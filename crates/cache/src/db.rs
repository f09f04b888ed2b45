//! Opening the catalog database.

use exn::ResultExt;
use sqlx::Executor;
use sqlx::sqlite::{SqliteConnectOptions, SqliteConnection, SqliteJournalMode, SqlitePool, SqlitePoolOptions, SqliteSynchronous};
use std::path::Path;
use std::time::Duration;
use tracing::{debug, instrument};

use crate::error::{ErrorKind, Result};

static MIGRATOR: sqlx::migrate::Migrator = sqlx::migrate!("./migrations");

/// A repair writes from one connection; the other serves `show` and
/// `events` running alongside it.
const MAX_CONNECTIONS: u32 = 2;
/// A repair commits every changed row of the catalog in one transaction.
const BUSY_TIMEOUT: Duration = Duration::from_secs(10);
/// Loading reads every table front to back once, so give the page cache
/// room for the whole catalog (32 MiB) and keep sort scratch in memory.
const CONNECTION_PRAGMAS: &str = "PRAGMA cache_size = -32768; PRAGMA temp_store = MEMORY;";

/// The catalog's SQLite database, migrated to the current schema.
///
/// Build a [`Repository`](crate::Repository) from it to read and write the
/// catalog.
#[derive(Debug, Clone)]
pub struct Database {
    pool: SqlitePool,
}

impl Database {
    /// Opens the database at `path`, creating the file if needed.
    pub async fn connect(path: impl AsRef<Path>) -> Result<Self> {
        let path = path.as_ref();
        debug!(path = %path.display(), "connecting");
        let options = options()
            .filename(path)
            .create_if_missing(true)
            .journal_mode(SqliteJournalMode::Wal)
            .synchronous(SqliteSynchronous::Normal);
        Self::open(options, MAX_CONNECTIONS).await
    }

    /// Opens a private in-memory database, gone once it is closed.
    ///
    /// Every connection to `:memory:` gets its own database, so this one
    /// only ever has one.
    pub async fn connect_in_memory() -> Result<Self> {
        Self::open(options().filename(":memory:"), 1).await
    }

    async fn open(options: SqliteConnectOptions, connections: u32) -> Result<Self> {
        let pool = SqlitePoolOptions::new()
            .max_connections(connections)
            .after_connect(|conn: &mut SqliteConnection, _| {
                Box::pin(async move { conn.execute(sqlx::raw_sql(CONNECTION_PRAGMAS)).await.map(drop) })
            })
            .connect_with(options)
            .await
            .or_raise(|| ErrorKind::Database)?;
        let db = Self { pool };
        db.migrate().await?;
        Ok(db)
    }

    #[instrument(level = "debug", skip_all)]
    async fn migrate(&self) -> Result<()> {
        MIGRATOR.run(&self.pool).await.or_raise(|| ErrorKind::Migration)
    }

    pub fn pool(&self) -> &SqlitePool {
        &self.pool
    }

    /// Waits for outstanding queries, then closes every connection.
    pub async fn close(&self) {
        self.pool.close().await;
    }
}

/// Pool and circulation rows rely on `ON DELETE` actions, which SQLite only
/// honours with foreign keys switched on.
fn options() -> SqliteConnectOptions {
    SqliteConnectOptions::new().foreign_keys(true).busy_timeout(BUSY_TIMEOUT)
}

#[cfg(test)]
mod tests {
    use super::*;

    async fn count(db: &Database, table: &str) -> i64 {
        sqlx::query_scalar(&format!("SELECT COUNT(*) FROM {table}"))
            .fetch_one(db.pool())
            .await
            .unwrap()
    }

    async fn insert_pool(db: &Database, id: i64, work: Option<i64>) {
        sqlx::query(
            "INSERT INTO license_pools (id, identifier_scheme, identifier_value, source, collection, work_id)
             VALUES (?, 'ISBN', ?, 'Overdrive', 'main', ?)",
        )
        .bind(id)
        .bind(format!("978014143951{id}"))
        .bind(work)
        .execute(db.pool())
        .await
        .unwrap();
    }

    #[tokio::test]
    async fn creates_the_catalog_schema_once() {
        let dir = tempfile::tempdir().unwrap();
        let path = dir.path().join("shelf.sqlite");
        let db = Database::connect(&path).await.unwrap();
        assert!(path.exists());
        let tables: Vec<String> = sqlx::query_scalar("SELECT name FROM sqlite_master WHERE type = 'table'")
            .fetch_all(db.pool())
            .await
            .unwrap();
        for table in ["works", "license_pools", "licenses", "loans", "holds", "circulation_events"] {
            assert!(tables.iter().any(|t| t == table), "missing table {table}");
        }
        db.close().await;

        // Reopening an existing catalog doesn't reapply anything.
        let db = Database::connect(&path).await.unwrap();
        let mode: String = sqlx::query_scalar("PRAGMA journal_mode").fetch_one(db.pool()).await.unwrap();
        assert_eq!(mode, "wal");
        db.close().await;
    }

    #[tokio::test]
    async fn every_connection_is_configured() {
        let db = Database::connect_in_memory().await.unwrap();
        let foreign_keys: i64 = sqlx::query_scalar("PRAGMA foreign_keys").fetch_one(db.pool()).await.unwrap();
        assert_eq!(foreign_keys, 1);
        let cache_size: i64 = sqlx::query_scalar("PRAGMA cache_size").fetch_one(db.pool()).await.unwrap();
        assert_eq!(cache_size, -32768);
        db.close().await;
    }

    #[tokio::test]
    async fn deleting_a_work_detaches_its_pools() {
        let db = Database::connect_in_memory().await.unwrap();
        sqlx::query("INSERT INTO works (id) VALUES (1)").execute(db.pool()).await.unwrap();
        insert_pool(&db, 1, Some(1)).await;
        insert_pool(&db, 2, Some(1)).await;

        sqlx::query("DELETE FROM works WHERE id = 1").execute(db.pool()).await.unwrap();
        let grouped: i64 = sqlx::query_scalar("SELECT COUNT(*) FROM license_pools WHERE work_id IS NOT NULL")
            .fetch_one(db.pool())
            .await
            .unwrap();
        assert_eq!(grouped, 0);
        assert_eq!(count(&db, "license_pools").await, 2);
        db.close().await;
    }

    #[tokio::test]
    async fn deleting_a_pool_keeps_only_its_events() {
        let db = Database::connect_in_memory().await.unwrap();
        insert_pool(&db, 1, None).await;
        sqlx::query("INSERT INTO licenses (id, pool_id, identifier, concurrency) VALUES (1, 1, 'license-1', 1)")
            .execute(db.pool())
            .await
            .unwrap();
        sqlx::query("INSERT INTO loans (pool_id, license_id, patron_id, starts_at) VALUES (1, 1, 7, 0)")
            .execute(db.pool())
            .await
            .unwrap();
        sqlx::query("INSERT INTO holds (pool_id, patron_id, starts_at, position) VALUES (1, 8, 0, 1)")
            .execute(db.pool())
            .await
            .unwrap();
        sqlx::query(include_str!("../queries/insert_event.sql"))
            .bind(1_i64)
            .bind("pool")
            .bind("LicenseAdded")
            .bind(0_i64)
            .bind(0_i64)
            .bind(1_i64)
            .execute(db.pool())
            .await
            .unwrap();

        sqlx::query("DELETE FROM license_pools WHERE id = 1").execute(db.pool()).await.unwrap();
        for table in ["licenses", "loans", "holds"] {
            assert_eq!(count(&db, table).await, 0, "{table} outlived its pool");
        }
        assert_eq!(count(&db, "circulation_events").await, 1);
        db.close().await;
    }

    #[tokio::test]
    async fn a_pool_key_is_stored_once() {
        let db = Database::connect_in_memory().await.unwrap();
        insert_pool(&db, 1, None).await;
        let duplicate = sqlx::query(
            "INSERT INTO license_pools (identifier_scheme, identifier_value, source, collection)
             VALUES ('ISBN', '9780141439511', 'Overdrive', 'main')",
        )
        .execute(db.pool())
        .await;
        assert!(duplicate.is_err());
        db.close().await;
    }
}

■ **What the task asks**:
Which of the lines above include the word "loans"? List those lines.

■ **Exercise output**:
        for table in ["works", "license_pools", "licenses", "loans", "holds", "circulation_events"] {
        sqlx::query("INSERT INTO loans (pool_id, license_id, patron_id, starts_at) VALUES (1, 1, 7, 0)")
        for table in ["licenses", "loans", "holds"] {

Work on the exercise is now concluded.